Task directions:
An exact restatement of the records below is expected.

┌──

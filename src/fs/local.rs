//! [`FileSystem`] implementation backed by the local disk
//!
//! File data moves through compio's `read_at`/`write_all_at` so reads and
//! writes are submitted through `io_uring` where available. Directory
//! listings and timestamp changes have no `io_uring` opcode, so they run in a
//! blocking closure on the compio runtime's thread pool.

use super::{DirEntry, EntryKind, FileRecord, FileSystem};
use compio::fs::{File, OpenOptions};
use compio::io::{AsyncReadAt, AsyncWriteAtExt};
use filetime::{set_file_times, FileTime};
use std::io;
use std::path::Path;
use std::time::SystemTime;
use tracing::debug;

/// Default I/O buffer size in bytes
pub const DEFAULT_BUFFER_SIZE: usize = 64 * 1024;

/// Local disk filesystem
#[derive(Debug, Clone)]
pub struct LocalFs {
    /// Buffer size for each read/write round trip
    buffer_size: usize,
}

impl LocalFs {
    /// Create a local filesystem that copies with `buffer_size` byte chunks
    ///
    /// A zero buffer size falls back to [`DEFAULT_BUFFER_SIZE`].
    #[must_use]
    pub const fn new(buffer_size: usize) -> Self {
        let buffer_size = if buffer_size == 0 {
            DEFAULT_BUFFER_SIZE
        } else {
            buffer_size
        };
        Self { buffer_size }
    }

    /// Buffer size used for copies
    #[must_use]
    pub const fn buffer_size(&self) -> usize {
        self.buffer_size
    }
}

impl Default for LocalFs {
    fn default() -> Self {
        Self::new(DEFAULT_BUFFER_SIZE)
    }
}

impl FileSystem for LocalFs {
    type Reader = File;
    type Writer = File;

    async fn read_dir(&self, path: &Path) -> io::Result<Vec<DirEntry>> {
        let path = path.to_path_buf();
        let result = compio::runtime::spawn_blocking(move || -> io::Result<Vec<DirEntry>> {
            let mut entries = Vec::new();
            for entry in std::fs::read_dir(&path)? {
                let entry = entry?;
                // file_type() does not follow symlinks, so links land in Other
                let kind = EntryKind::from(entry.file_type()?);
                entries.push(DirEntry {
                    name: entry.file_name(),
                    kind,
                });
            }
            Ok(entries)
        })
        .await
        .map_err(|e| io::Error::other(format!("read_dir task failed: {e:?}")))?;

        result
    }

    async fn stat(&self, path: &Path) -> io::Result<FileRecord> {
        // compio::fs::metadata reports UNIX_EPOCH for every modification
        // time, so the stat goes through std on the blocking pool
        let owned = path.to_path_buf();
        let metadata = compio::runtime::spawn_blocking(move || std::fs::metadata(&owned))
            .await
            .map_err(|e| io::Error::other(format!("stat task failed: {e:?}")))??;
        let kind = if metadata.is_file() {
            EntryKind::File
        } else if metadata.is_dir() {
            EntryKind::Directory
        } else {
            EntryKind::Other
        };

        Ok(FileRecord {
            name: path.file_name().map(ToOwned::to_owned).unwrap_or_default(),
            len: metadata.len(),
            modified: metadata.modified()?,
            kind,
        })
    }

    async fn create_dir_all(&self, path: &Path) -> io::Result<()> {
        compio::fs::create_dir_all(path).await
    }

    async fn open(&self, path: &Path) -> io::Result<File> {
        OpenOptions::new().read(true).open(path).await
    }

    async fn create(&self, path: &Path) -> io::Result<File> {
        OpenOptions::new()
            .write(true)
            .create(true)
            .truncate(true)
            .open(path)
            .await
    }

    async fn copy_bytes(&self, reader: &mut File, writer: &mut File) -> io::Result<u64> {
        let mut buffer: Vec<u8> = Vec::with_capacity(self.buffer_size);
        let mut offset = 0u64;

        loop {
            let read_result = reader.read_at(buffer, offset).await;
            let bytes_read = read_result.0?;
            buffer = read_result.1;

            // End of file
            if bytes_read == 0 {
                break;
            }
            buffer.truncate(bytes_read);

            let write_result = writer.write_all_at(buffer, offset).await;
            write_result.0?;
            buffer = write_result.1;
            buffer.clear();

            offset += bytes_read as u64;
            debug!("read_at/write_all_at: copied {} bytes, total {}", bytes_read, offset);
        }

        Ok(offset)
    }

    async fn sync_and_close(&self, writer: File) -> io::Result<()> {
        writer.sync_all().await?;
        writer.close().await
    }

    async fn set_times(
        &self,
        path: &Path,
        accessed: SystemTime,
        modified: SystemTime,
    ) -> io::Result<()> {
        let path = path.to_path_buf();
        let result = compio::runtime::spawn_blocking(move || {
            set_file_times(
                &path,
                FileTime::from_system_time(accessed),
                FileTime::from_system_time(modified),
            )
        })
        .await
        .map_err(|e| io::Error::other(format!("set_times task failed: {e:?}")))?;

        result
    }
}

└──

Written solution:
filename src/fs/local.rs
//! [`FileSystem`] implementation backed by the local disk
//!
//! File data moves through compio's `read_at`/`write_all_at` so reads and
//! writes are submitted through `io_uring` where available. Directory
//! listings and timestamp changes have no `io_uring` opcode, so they run in a
//! blocking closure on the compio runtime's thread pool.

use super::{DirEntry, EntryKind, FileRecord, FileSystem};
use compio::fs::{File, OpenOptions};
use compio::io::{AsyncReadAt, AsyncWriteAtExt};
use filetime::{set_file_times, FileTime};
use std::io;
use std::path::Path;
use std::time::SystemTime;
use tracing::debug;

/// Default I/O buffer size in bytes
pub const DEFAULT_BUFFER_SIZE: usize = 64 * 1024;

/// Local disk filesystem
#[derive(Debug, Clone)]
pub struct LocalFs {
    /// Buffer size for each read/write round trip
    buffer_size: usize,
}

impl LocalFs {
    /// Create a local filesystem that copies with `buffer_size` byte chunks
    ///
    /// A zero buffer size falls back to [`DEFAULT_BUFFER_SIZE`].
    #[must_use]
    pub const fn new(buffer_size: usize) -> Self {
        let buffer_size = if buffer_size == 0 {
            DEFAULT_BUFFER_SIZE
        } else {
            buffer_size
        };
        Self { buffer_size }
    }

    /// Buffer size used for copies
    #[must_use]
    pub const fn buffer_size(&self) -> usize {
        self.buffer_size
    }
}

impl Default for LocalFs {
    fn default() -> Self {
        Self::new(DEFAULT_BUFFER_SIZE)
    }
}

impl FileSystem for LocalFs {
    type Reader = File;
    type Writer = File;

    async fn read_dir(&self, path: &Path) -> io::Result<Vec<DirEntry>> {
        let path = path.to_path_buf();
        let result = compio::runtime::spawn_blocking(move || -> io::Result<Vec<DirEntry>> {
            let mut entries = Vec::new();
            for entry in std::fs::read_dir(&path)? {
                let entry = entry?;
                // file_type() does not follow symlinks, so links land in Other
                let kind = EntryKind::from(entry.file_type()?);
                entries.push(DirEntry {
                    name: entry.file_name(),
                    kind,
                });
            }
            Ok(entries)
        })
        .await
        .map_err(|e| io::Error::other(format!("read_dir task failed: {e:?}")))?;

        result
    }

    async fn stat(&self, path: &Path) -> io::Result<FileRecord> {
        // compio::fs::metadata reports UNIX_EPOCH for every modification
        // time, so the stat goes through std on the blocking pool
        let owned = path.to_path_buf();
        let metadata = compio::runtime::spawn_blocking(move || std::fs::metadata(&owned))
            .await
            .map_err(|e| io::Error::other(format!("stat task failed: {e:?}")))??;
        let kind = if metadata.is_file() {
            EntryKind::File
        } else if metadata.is_dir() {
            EntryKind::Directory
        } else {
            EntryKind::Other
        };

        Ok(FileRecord {
            name: path.file_name().map(ToOwned::to_owned).unwrap_or_default(),
            len: metadata.len(),
            modified: metadata.modified()?,
            kind,
        })
    }

    async fn create_dir_all(&self, path: &Path) -> io::Result<()> {
        compio::fs::create_dir_all(path).await
    }

    async fn open(&self, path: &Path) -> io::Result<File> {
        OpenOptions::new().read(true).open(path).await
    }

    async fn create(&self, path: &Path) -> io::Result<File> {
        OpenOptions::new()
            .write(true)
            .create(true)
            .truncate(true)
            .open(path)
            .await
    }

    async fn copy_bytes(&self, reader: &mut File, writer: &mut File) -> io::Result<u64> {
        let mut buffer: Vec<u8> = Vec::with_capacity(self.buffer_size);
        let mut offset = 0u64;

        loop {
            let read_result = reader.read_at(buffer, offset).await;
            let bytes_read = read_result.0?;
            buffer = read_result.1;

            // End of file
            if bytes_read == 0 {
                break;
            }
            buffer.truncate(bytes_read);

            let write_result = writer.write_all_at(buffer, offset).await;
            write_result.0?;
            buffer = write_result.1;
            buffer.clear();

            offset += bytes_read as u64;
            debug!("read_at/write_all_at: copied {} bytes, total {}", bytes_read, offset);
        }

        Ok(offset)
    }

    async fn sync_and_close(&self, writer: File) -> io::Result<()> {
        writer.sync_all().await?;
        writer.close().await
    }

    async fn set_times(
        &self,
        path: &Path,
        accessed: SystemTime,
        modified: SystemTime,
    ) -> io::Result<()> {
        let path = path.to_path_buf();
        let result = compio::runtime::spawn_blocking(move || {
            set_file_times(
                &path,
                FileTime::from_system_time(accessed),
                FileTime::from_system_time(modified),
            )
        })
        .await
        .map_err(|e| io::Error::other(format!("set_times task failed: {e:?}")))?;

        result
    }
}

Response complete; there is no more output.